Saved entries:
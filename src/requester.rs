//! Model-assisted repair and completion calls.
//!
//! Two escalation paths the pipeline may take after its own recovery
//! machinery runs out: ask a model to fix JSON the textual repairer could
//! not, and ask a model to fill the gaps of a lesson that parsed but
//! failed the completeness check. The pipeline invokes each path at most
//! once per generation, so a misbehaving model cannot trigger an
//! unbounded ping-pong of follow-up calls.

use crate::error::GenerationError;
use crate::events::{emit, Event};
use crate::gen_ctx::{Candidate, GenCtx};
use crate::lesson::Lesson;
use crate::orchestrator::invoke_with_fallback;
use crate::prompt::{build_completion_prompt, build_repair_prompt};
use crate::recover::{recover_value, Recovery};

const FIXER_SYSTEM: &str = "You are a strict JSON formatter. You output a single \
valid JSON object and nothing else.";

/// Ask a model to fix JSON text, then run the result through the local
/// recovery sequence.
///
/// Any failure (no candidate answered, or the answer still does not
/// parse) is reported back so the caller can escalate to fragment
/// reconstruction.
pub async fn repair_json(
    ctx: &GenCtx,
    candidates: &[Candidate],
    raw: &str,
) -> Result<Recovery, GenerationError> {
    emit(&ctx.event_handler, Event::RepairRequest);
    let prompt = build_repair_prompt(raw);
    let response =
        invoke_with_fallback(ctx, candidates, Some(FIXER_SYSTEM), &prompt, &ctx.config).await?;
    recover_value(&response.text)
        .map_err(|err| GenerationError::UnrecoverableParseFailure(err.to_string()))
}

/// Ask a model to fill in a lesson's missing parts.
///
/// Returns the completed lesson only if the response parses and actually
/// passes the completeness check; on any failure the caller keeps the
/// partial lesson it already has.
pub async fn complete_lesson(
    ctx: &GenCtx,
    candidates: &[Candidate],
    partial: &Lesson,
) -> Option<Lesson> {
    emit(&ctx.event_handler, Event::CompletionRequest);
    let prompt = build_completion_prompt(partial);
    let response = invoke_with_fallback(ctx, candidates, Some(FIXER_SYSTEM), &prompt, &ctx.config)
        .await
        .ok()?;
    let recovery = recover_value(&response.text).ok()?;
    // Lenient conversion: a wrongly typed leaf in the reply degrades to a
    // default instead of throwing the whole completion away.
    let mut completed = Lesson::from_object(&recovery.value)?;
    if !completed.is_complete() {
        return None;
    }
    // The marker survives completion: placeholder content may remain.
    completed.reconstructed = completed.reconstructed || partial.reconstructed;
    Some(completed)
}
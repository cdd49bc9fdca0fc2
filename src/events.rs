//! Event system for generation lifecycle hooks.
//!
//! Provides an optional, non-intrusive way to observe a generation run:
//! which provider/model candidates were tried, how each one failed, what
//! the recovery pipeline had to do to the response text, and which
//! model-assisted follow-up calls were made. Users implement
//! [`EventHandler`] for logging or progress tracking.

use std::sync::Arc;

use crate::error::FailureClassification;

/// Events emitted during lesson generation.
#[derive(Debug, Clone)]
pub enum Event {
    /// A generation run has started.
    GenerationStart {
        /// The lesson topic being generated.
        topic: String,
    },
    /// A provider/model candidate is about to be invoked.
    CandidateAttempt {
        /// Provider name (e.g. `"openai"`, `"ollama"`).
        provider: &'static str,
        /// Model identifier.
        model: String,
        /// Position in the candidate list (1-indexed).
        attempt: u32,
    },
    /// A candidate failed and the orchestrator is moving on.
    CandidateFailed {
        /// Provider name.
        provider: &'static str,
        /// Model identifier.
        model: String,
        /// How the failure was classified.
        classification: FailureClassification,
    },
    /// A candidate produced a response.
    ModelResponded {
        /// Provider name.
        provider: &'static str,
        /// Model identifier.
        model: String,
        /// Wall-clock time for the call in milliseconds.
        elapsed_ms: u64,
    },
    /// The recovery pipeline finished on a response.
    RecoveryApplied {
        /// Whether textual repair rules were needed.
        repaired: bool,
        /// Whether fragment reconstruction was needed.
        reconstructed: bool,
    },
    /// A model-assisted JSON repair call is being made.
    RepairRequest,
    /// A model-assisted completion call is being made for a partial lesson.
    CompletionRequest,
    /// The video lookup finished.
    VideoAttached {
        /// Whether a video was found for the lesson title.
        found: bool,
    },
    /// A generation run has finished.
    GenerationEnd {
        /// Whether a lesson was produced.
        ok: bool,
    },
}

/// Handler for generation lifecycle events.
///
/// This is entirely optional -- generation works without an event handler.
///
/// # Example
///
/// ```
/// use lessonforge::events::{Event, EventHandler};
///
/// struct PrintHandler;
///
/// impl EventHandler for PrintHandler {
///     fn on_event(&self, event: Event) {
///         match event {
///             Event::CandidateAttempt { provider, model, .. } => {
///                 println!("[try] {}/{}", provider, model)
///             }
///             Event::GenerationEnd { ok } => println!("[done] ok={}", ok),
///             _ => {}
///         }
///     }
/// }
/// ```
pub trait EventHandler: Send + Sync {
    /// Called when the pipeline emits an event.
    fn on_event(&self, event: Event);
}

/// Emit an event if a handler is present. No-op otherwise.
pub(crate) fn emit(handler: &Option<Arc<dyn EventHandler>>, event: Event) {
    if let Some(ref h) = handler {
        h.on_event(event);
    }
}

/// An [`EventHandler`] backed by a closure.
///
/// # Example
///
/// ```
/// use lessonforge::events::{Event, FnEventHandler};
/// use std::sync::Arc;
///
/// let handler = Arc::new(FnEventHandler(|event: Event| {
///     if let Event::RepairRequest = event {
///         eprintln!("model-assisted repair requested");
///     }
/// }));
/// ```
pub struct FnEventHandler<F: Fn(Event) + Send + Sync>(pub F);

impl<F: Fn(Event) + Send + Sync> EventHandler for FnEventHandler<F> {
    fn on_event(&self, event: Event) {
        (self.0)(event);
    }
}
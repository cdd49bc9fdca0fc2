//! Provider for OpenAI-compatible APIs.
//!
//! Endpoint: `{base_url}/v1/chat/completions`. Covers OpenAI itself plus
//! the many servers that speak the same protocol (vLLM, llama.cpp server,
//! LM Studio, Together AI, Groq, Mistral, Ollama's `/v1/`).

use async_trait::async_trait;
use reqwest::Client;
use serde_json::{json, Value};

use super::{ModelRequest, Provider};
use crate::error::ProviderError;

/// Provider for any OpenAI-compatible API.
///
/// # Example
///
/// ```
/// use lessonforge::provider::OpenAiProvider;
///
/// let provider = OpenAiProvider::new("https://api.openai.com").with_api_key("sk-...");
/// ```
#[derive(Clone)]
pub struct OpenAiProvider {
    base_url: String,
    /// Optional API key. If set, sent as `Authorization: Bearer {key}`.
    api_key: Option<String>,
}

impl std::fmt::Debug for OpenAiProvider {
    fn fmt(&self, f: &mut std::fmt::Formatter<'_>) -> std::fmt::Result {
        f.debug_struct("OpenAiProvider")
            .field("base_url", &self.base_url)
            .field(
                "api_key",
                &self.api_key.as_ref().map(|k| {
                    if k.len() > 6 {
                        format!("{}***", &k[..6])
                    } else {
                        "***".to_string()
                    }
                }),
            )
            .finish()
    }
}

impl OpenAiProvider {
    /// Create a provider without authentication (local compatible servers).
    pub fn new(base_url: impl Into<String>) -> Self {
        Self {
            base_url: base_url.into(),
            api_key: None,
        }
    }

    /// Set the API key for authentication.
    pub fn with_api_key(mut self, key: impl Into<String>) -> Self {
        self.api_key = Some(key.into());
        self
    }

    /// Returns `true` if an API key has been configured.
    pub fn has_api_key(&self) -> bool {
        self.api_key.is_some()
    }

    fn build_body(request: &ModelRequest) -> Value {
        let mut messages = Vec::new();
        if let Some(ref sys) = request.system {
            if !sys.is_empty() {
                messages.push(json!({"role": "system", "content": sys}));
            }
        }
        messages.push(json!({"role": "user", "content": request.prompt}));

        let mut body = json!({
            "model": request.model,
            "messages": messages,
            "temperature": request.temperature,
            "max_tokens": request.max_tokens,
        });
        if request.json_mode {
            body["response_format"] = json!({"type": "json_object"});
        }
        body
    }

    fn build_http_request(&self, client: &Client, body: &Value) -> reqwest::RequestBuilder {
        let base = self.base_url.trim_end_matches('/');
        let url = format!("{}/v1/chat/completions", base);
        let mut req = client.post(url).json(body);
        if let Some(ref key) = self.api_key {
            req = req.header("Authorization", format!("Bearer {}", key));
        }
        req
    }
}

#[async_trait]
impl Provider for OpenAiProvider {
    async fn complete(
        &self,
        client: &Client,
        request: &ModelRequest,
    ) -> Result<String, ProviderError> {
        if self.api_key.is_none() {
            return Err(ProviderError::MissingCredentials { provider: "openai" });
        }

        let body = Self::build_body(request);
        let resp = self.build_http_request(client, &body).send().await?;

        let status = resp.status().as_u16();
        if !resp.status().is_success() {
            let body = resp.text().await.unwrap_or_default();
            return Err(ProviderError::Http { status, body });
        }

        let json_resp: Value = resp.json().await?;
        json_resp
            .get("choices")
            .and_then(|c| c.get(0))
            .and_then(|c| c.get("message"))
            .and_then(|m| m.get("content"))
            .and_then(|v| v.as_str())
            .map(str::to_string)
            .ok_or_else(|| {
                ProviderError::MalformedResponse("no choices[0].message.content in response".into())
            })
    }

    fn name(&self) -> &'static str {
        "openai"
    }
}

• [WHAT IS BEING ASKED]: For this data, state how many lines include the word "without", with nothing added.

• [ANSWER SPACE]: 2